Because a diesel engine relies on compression heat to ignite the fuel, a cold
engine can rob enough heat from the gasses that the compressed air falls
below the ignition temperature of the fuel. To help overcome this condition,
some engines (usually small to medium sized engines) have glow plugs.
Glow plugs are located in the cylinder head of the combustion chamber and
use electricity to heat up the electrode at the top of the glow plug. The heat
added by the glow plug is sufficient to help ignite the fuel in the cold
engine. Once the engine is running, the glow plugs are turned off and the
heat of combustion is sufficient to heat the block and keep the engine
running. Larger engines usually heat the block and/or have powerful starting
motors that are able to spin the engine long enough to allow the
compression heat to fire the engine. Some large engines use air start
manifolds that inject compressed air into the cylinders which rotates the
engine during the start sequence.
4.3 FUEL INJECTION SYSTEM
Fuel injection is a system for mixing fuel with air in an internal combustion engine. A
fuel injection system is designed and calibrated specifically for the type of fuel it will
handle. Most fuel injection systems are for diesel applications. With the advent of
electronic fuel injection (EFI), the diesel gasoline hardware has become similar. EFI’s
programmable firmware has permitted common hardware to be used with different fuels.
Carburetors were the predominant method used to meter fuel before the widespread use
of fuel injection. A variety of injection systems have existed since the earliest usage of
the internal combustion engine.
The primary difference between carburetors and fuel injection is that fuel injection
atomizes the fuel by forcibly pumping it through a small nozzle under high pressure,
while a carburetor relies on low pressure created by intake air rushing through it to add
the fuel to the air stream.
The fuel injector is only a nozzle and a valve: the power to inject the fuel comes from a
pump or a pressure container farther back in the fuel supply.
Objectives
The functional objectives for fuel injection systems can vary. All share the central
task of supplying fuel to the combustion process, but it is a design decision how a
particular system will be optimized. There are several competing objectives such
as :
power output,
fuel efficiency,
emissions performance,
reliability,
smooth operation,
initial cost,
maintenance cost,
diagnostic capability, and
range of environmental operation.
Certain combinations of these goals are conflicting, and it is impractical for a
single engine control system to fully optimize all criteria simultaneously. In
practice, automotive engineers strive to best satisfy a customer's needs
competitively. The modern digital electronic fuel injection system is far more
capable at optimizing these competing objectives consistently than a carburetor.
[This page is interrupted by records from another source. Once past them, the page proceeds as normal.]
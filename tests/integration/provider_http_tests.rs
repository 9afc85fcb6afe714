//! Real provider adapters against mock upstreams
//!
//! Builds the gateway from YAML the way the binary does, points both
//! providers at wiremock servers and checks routing and failover end to end.

#[cfg(test)]
mod tests {
    use crate::common::{ConversationFactory, GatewayYaml};
    use legal_ai_gateway::config::Config;
    use legal_ai_gateway::core::router::{RouterError, RoutingStrategy};
    use legal_ai_gateway::server::AppState;
    use serde_json::json;
    use wiremock::matchers::{header, method, path, query_param};
    use wiremock::{Mock, MockServer, ResponseTemplate};

    struct Upstreams {
        gemini: MockServer,
        openrouter: MockServer,
    }

    impl Upstreams {
        async fn start() -> Self {
            Self {
                gemini: MockServer::start().await,
                openrouter: MockServer::start().await,
            }
        }

        fn state(&self, strategy: &str) -> AppState {
            let yaml = GatewayYaml::with_upstreams(
                &self.gemini.uri(),
                &format!("{}/api/v1", self.openrouter.uri()),
                strategy,
            );
            let config = Config::from_yaml(&yaml).unwrap();
            config.validate().unwrap();
            AppState::from_config(config).unwrap()
        }

        async fn gemini_replies(&self, text: &str) {
            Mock::given(method("POST"))
                .and(path("/models/gemini-pro:generateContent"))
                .and(query_param("key", "test-gemini-key"))
                .respond_with(ResponseTemplate::new(200).set_body_json(json!({
                    "candidates": [{ "content": { "parts": [{ "text": text }] } }],
                    "usageMetadata": { "totalTokenCount": 31 }
                })))
                .mount(&self.gemini)
                .await;
        }

        async fn gemini_status(&self, status: u16) {
            Mock::given(method("POST"))
                .and(path("/models/gemini-pro:generateContent"))
                .respond_with(ResponseTemplate::new(status).set_body_string("upstream error"))
                .mount(&self.gemini)
                .await;
        }

        async fn gemini_probe(&self, status: u16) {
            Mock::given(method("GET"))
                .and(path("/models/gemini-pro"))
                .respond_with(ResponseTemplate::new(status))
                .mount(&self.gemini)
                .await;
        }

        async fn openrouter_replies(&self, text: &str) {
            Mock::given(method("POST"))
                .and(path("/api/v1/chat/completions"))
                .and(header("authorization", "Bearer test-openrouter-key"))
                .and(header("x-title", "Legal Assistant"))
                .respond_with(ResponseTemplate::new(200).set_body_json(json!({
                    "choices": [{ "message": { "role": "assistant", "content": text } }],
                    "usage": { "total_tokens": 58 }
                })))
                .mount(&self.openrouter)
                .await;
        }

        async fn openrouter_status(&self, status: u16) {
            Mock::given(method("POST"))
                .and(path("/api/v1/chat/completions"))
                .respond_with(ResponseTemplate::new(status))
                .mount(&self.openrouter)
                .await;
        }

        async fn gemini_requests(&self) -> usize {
            self.gemini
                .received_requests()
                .await
                .map(|r| r.iter().filter(|r| r.method.as_str() == "POST").count())
                .unwrap_or(0)
        }

        async fn openrouter_requests(&self) -> usize {
            self.openrouter
                .received_requests()
                .await
                .map(|r| r.len())
                .unwrap_or(0)
        }
    }

    #[tokio::test]
    async fn test_intelligent_routes_simple_question_to_gemini() {
        let upstreams = Upstreams::start().await;
        upstreams.gemini_replies("Six years in most states.").await;
        upstreams.openrouter_replies("unused").await;
        let state = upstreams.state("intelligent");

        let result = state
            .load_balancer
            .generate(&ConversationFactory::request(
                ConversationFactory::simple_question(),
            ))
            .await
            .unwrap();

        assert_eq!(result.content, "Six years in most states.");
        assert_eq!(result.provider_name, "gemini");
        assert_eq!(result.model_name, "gemini-pro");
        assert_eq!(result.tokens_used, Some(31));
        assert_eq!(upstreams.openrouter_requests().await, 0);
    }

    #[tokio::test]
    async fn test_intelligent_routes_drafting_to_openrouter() {
        let upstreams = Upstreams::start().await;
        upstreams.gemini_replies("unused").await;
        upstreams.openrouter_replies("MUTUAL NON-DISCLOSURE AGREEMENT ...").await;
        let state = upstreams.state("intelligent");

        let result = state
            .load_balancer
            .generate(&ConversationFactory::request(
                ConversationFactory::drafting_request(),
            ))
            .await
            .unwrap();

        assert_eq!(result.provider_name, "openrouter");
        assert_eq!(result.tokens_used, Some(58));
        assert_eq!(upstreams.gemini_requests().await, 0);
    }

    #[tokio::test]
    async fn test_rate_limited_heavy_provider_fails_over() {
        let upstreams = Upstreams::start().await;
        upstreams.gemini_replies("Here is a short draft.").await;
        upstreams.openrouter_status(429).await;
        let state = upstreams.state("intelligent");

        let result = state
            .load_balancer
            .generate(&ConversationFactory::request(
                ConversationFactory::drafting_request(),
            ))
            .await
            .unwrap();

        assert_eq!(result.provider_name, "gemini");
        assert_eq!(upstreams.openrouter_requests().await, 1);
    }

    #[tokio::test]
    async fn test_fallback_skips_gemini_when_probe_fails() {
        let upstreams = Upstreams::start().await;
        upstreams.gemini_probe(503).await;
        upstreams.gemini_replies("unused").await;
        upstreams.openrouter_replies("from openrouter").await;
        let state = upstreams.state("fallback");

        let result = state
            .load_balancer
            .generate(&ConversationFactory::request(
                ConversationFactory::simple_question(),
            ))
            .await
            .unwrap();

        assert_eq!(result.content, "from openrouter");
        assert_eq!(upstreams.gemini_requests().await, 0);
    }

    #[tokio::test]
    async fn test_fallback_prefers_gemini_when_probe_passes() {
        let upstreams = Upstreams::start().await;
        upstreams.gemini_probe(200).await;
        upstreams.gemini_replies("from gemini").await;
        upstreams.openrouter_replies("unused").await;
        let state = upstreams.state("fallback");

        let result = state
            .load_balancer
            .generate(&ConversationFactory::request(
                ConversationFactory::drafting_request(),
            ))
            .await
            .unwrap();

        assert_eq!(result.content, "from gemini");
        assert_eq!(upstreams.openrouter_requests().await, 0);
    }

    #[tokio::test]
    async fn test_both_upstreams_down() {
        let upstreams = Upstreams::start().await;
        upstreams.gemini_status(500).await;
        upstreams.openrouter_status(502).await;
        let state = upstreams.state("round-robin");

        let err = state
            .load_balancer
            .generate(&ConversationFactory::request(
                ConversationFactory::simple_question(),
            ))
            .await
            .unwrap_err();

        assert_eq!(
            err,
            RouterError::AllProvidersFailed {
                strategy: RoutingStrategy::RoundRobin,
                candidates: 2,
            }
        );
        assert_eq!(upstreams.gemini_requests().await, 1);
        assert_eq!(upstreams.openrouter_requests().await, 1);
    }

    #[tokio::test]
    async fn test_custom_registration_name_is_reported() {
        let upstreams = Upstreams::start().await;
        upstreams.openrouter_replies("from the heavy entry").await;
        let yaml = format!(
            r#"
providers:
  - name: heavy
    provider_type: openrouter
    api_key: "test-openrouter-key"
    base_url: "{}/api/v1"
    site_name: "Legal Assistant"
router:
  strategy: round-robin
"#,
            upstreams.openrouter.uri()
        );
        let config = Config::from_yaml(&yaml).unwrap();
        config.validate().unwrap();
        let state = AppState::from_config(config).unwrap();

        let result = state
            .load_balancer
            .generate(&ConversationFactory::request(
                ConversationFactory::simple_question(),
            ))
            .await
            .unwrap();

        assert_eq!(result.content, "from the heavy entry");
        assert_eq!(result.provider_name, "heavy");
        assert_eq!(
            state.load_balancer.get_provider_stats().available_providers,
            vec!["heavy"]
        );
    }

    #[tokio::test]
    async fn test_empty_upstream_reply_uses_placeholder() {
        let upstreams = Upstreams::start().await;
        Mock::given(method("POST"))
            .and(path("/models/gemini-pro:generateContent"))
            .respond_with(ResponseTemplate::new(200).set_body_json(json!({ "candidates": [] })))
            .mount(&upstreams.gemini)
            .await;
        let state = upstreams.state("intelligent");

        let result = state
            .load_balancer
            .generate(&ConversationFactory::request(
                ConversationFactory::simple_question(),
            ))
            .await
            .unwrap();

        assert_eq!(result.content, "No response generated");
        assert_eq!(result.provider_name, "gemini");
    }
}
Carburetors have the potential to atomize fuel better.
Benefits
Operational benefits include smoother and more dependable engine response
during quick throttle transitions, easier and more dependable engine starting,
better operation at extremely high or low ambient temperatures, increased
maintenance intervals, and increased fuel efficiency. On a more basic level, fuel
injection does away with the choke which on carburetor-equipped systems must be
operated when starting the engine from cold and then adjusted as the engine
warms up.
An engine’s air/fuel ratio must be precisely controlled under all operating
conditions to achieve the desired engine performance, emissions, and fuel
economy. Modern electronic fuel-injection systems meter fuel very accurately,
and use closed loop fuel-injection quantity-control based on a variety of feedback
signals from an oxygen sensor, a mass airflow (MAF) or manifold absolute
pressure (MAP) sensor, a throttle position (TPS), and at least one sensor on the
crankshaft and camshaft to monitor the engine's rotational position. Fuel injection
systems can react rapidly to changing inputs and control the amount of fuel
injected to match the engine's dynamic needs across a wide range of operating
conditions such as engine load, ambient air temperature, engine temperature, fuel
octane level, and atmospheric pressure.
A multipoint fuel injection system generally delivers a more accurate and equal
mass of fuel to each cylinder, thus improving the cylinder-to-cylinder distribution.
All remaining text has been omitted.